- Born: May 20, 1973 (age 53) Latakia, Syria
- Other names: Samir Foz/Fawz; Samer Zuhair Foz; Samer Foz bin Zuhair
- Citizenship: Syria
- Known for: Aman Group

= Samer Foz =

Syrian businessman

Samer Foz (سامر فوز; born May 20, 1973), also known as Samer Zuhair Foz, is a Syrian businessman with close ties to the former Ba’athist Syrian government of Bashar al-Assad.

== Business activities ==
Foz was born in the city of Latakia to a Sunni family; his father worked as a pharmacist, and his uncle was a member of the Arab Socialist Ba'ath Party. In the early 1990s, Foz travelled to the American University of Paris to pursue his studies, after which he continued his education at the University of Massachusetts in Boston before later moving to San Diego, California, for additional academic training. After returning to Syria, he worked in the management of a cement-import company prior to the outbreak of the Syrian civil war.

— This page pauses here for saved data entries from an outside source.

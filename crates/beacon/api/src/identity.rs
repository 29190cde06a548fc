use std::collections::BTreeMap;

use anyhow::Result;
use serde::{Deserialize, Serialize};

/// The stable identity assigned once per monitored service and kept for the
/// lifetime of the registry, even after the service disappears.
#[derive(Clone, Debug, PartialEq, Eq, Serialize, Deserialize)]
#[serde(rename_all = "camelCase")]
pub struct DashboardIdentity {
    pub uid: String,
    pub numeric_id: u64,
}

/// Append-only allocation state, persisted across reconciliation cycles.
///
/// Numeric ids are a strict function of first-seen order: replaying the same
/// discovery history against an empty registry reproduces the same mapping.
#[derive(Clone, Debug, PartialEq, Eq, Serialize, Deserialize)]
#[serde(rename_all = "camelCase")]
pub struct IdentityRegistry {
    /// High-water mark; the next numeric id to hand out. Never decreases,
    /// and ids below it are never reissued.
    pub next_id: u64,
    pub identities: BTreeMap<String, u64>,
}

impl Default for IdentityRegistry {
    fn default() -> Self {
        Self {
            next_id: 1,
            identities: BTreeMap::default(),
        }
    }
}

impl IdentityRegistry {
    pub fn from_yaml(content: &str) -> Result<Self> {
        let mut registry: Self = ::serde_yaml::from_str(content)?;

        // A hand-edited registry may carry a high-water mark below its own
        // entries; allocating from it would collide with a live id.
        if let Some(max_id) = registry.identities.values().max() {
            registry.next_id = registry.next_id.max(max_id + 1);
        }
        Ok(registry)
    }

    pub fn to_yaml(&self) -> Result<String> {
        ::serde_yaml::to_string(self).map_err(Into::into)
    }

    pub fn get(&self, uid: &str) -> Option<DashboardIdentity> {
        self.identities.get(uid).map(|&numeric_id| DashboardIdentity {
            uid: uid.into(),
            numeric_id,
        })
    }

    /// Returns the identity for the uid, assigning the next numeric id on
    /// first sight. Existing entries are never remapped.
    pub fn allocate(&mut self, uid: &str) -> DashboardIdentity {
        match self.identities.get(uid) {
            Some(&numeric_id) => DashboardIdentity {
                uid: uid.into(),
                numeric_id,
            },
            None => {
                let numeric_id = self.next_id;
                self.next_id += 1;
                self.identities.insert(uid.into(), numeric_id);
                DashboardIdentity {
                    uid: uid.into(),
                    numeric_id,
                }
            }
        }
    }
}

#[cfg(test)]
mod tests {
    use super::IdentityRegistry;

    #[test]
    fn allocation_is_monotonic_and_idempotent() {
        let mut registry = IdentityRegistry::default();
        assert_eq!(registry.allocate("api-internal").numeric_id, 1);
        assert_eq!(registry.allocate("worker-internal").numeric_id, 2);
        assert_eq!(registry.allocate("api-internal").numeric_id, 1);
        assert_eq!(registry.next_id, 3);
    }

    #[test]
    fn removed_services_keep_their_ids_reserved() {
        let mut registry = IdentityRegistry::default();
        registry.allocate("api-internal");
        registry.allocate("worker-internal");

        // even with every entry gone, the high-water mark stands
        registry.identities.clear();
        assert_eq!(registry.allocate("gateway-edge").numeric_id, 3);
    }

    #[test]
    fn yaml_round_trip() {
        let mut registry = IdentityRegistry::default();
        registry.allocate("api-internal");
        registry.allocate("worker-internal");

        let restored = IdentityRegistry::from_yaml(&registry.to_yaml().unwrap()).unwrap();
        assert_eq!(restored, registry);
    }

    #[test]
    fn lagging_high_water_mark_is_repaired_on_load() {
        let content = "nextId: 1\nidentities:\n  api-internal: 7\n";
        let registry = IdentityRegistry::from_yaml(content).unwrap();
        assert_eq!(registry.next_id, 8);
    }
}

He is the Chairman and General Manager of Aman Holding, which was formerly known as the Aman Group, which owns the Four Seasons Hotel Damascus. The company acquired the stake of Saudi Prince Alwaleed bin Talal in the hotel during his detention at the Ritz Carlton amid the Saudi purge. The Syrian government is the second largest stakeholder in the hotel. In August 2017, Aman Group announced a partnership with Damascus governorate, under its company Damascus Cham Holding, in building a luxury development called Marota City in the Basateen al-Razi area in the Mezzeh district of Damascus. In November 2017, Damascus Cham Holding granted Aman Group the right to develop real estate projects worth $312m as part of the project.

His business interests significantly expanded during the Syrian civil war into aviation, the cable industry, steel, sugar, car assembly and distribution, hotel management, real estate development, pharmaceuticals and banking.

Through his commercial network, Foz operated several companies in Turkey, including a mineral-water factory in Erzurum and warehouses and grain silos in İskenderun with a capacity of approximately 150,000 tons. His investments also extended to the mining sector, including a gold mine near the Turkish capital Ankara, in addition to real-estate and tourism projects in Istanbul and Bodrum, among them a five-star hotel.

Reports published in 2025 stated that Foz attempted to reach a settlement with the new government following the fall of the Assad regime but did not succeed, after which he settled in the United Arab Emirates.

== Controversies ==

=== Imprisonment in Turkey ===
He acquired Turkish citizenship and that of Saint Kitts and Nevis in the Caribbean through investment programs. In 2013, he was arrested in Turkey for involvement in the killing of the Ukrainian–Egyptian businessman Ramzy Mata following a dispute over a grain-import deal. He was sentenced to four years in prison but was released after only six months upon posting bail estimated at three million dollars.

=== Sanctions ===
He is sanctioned by the European Union and US Treasury for having "leveraged the atrocities of the Syrian conflict into a profit-generating enterprise [and being] directly supporting the murderous Assad regime and building luxury developments on land stolen from those fleeing his brutality."

=== Facilitation of trade with ISIS ===
Samer Foz reportedly transported grain from Syrian government-controlled areas to territory controlled by ISIS. According to other reports, he also moved wheat from ISIS-controlled areas through Turkey into Syrian regime-controlled territory.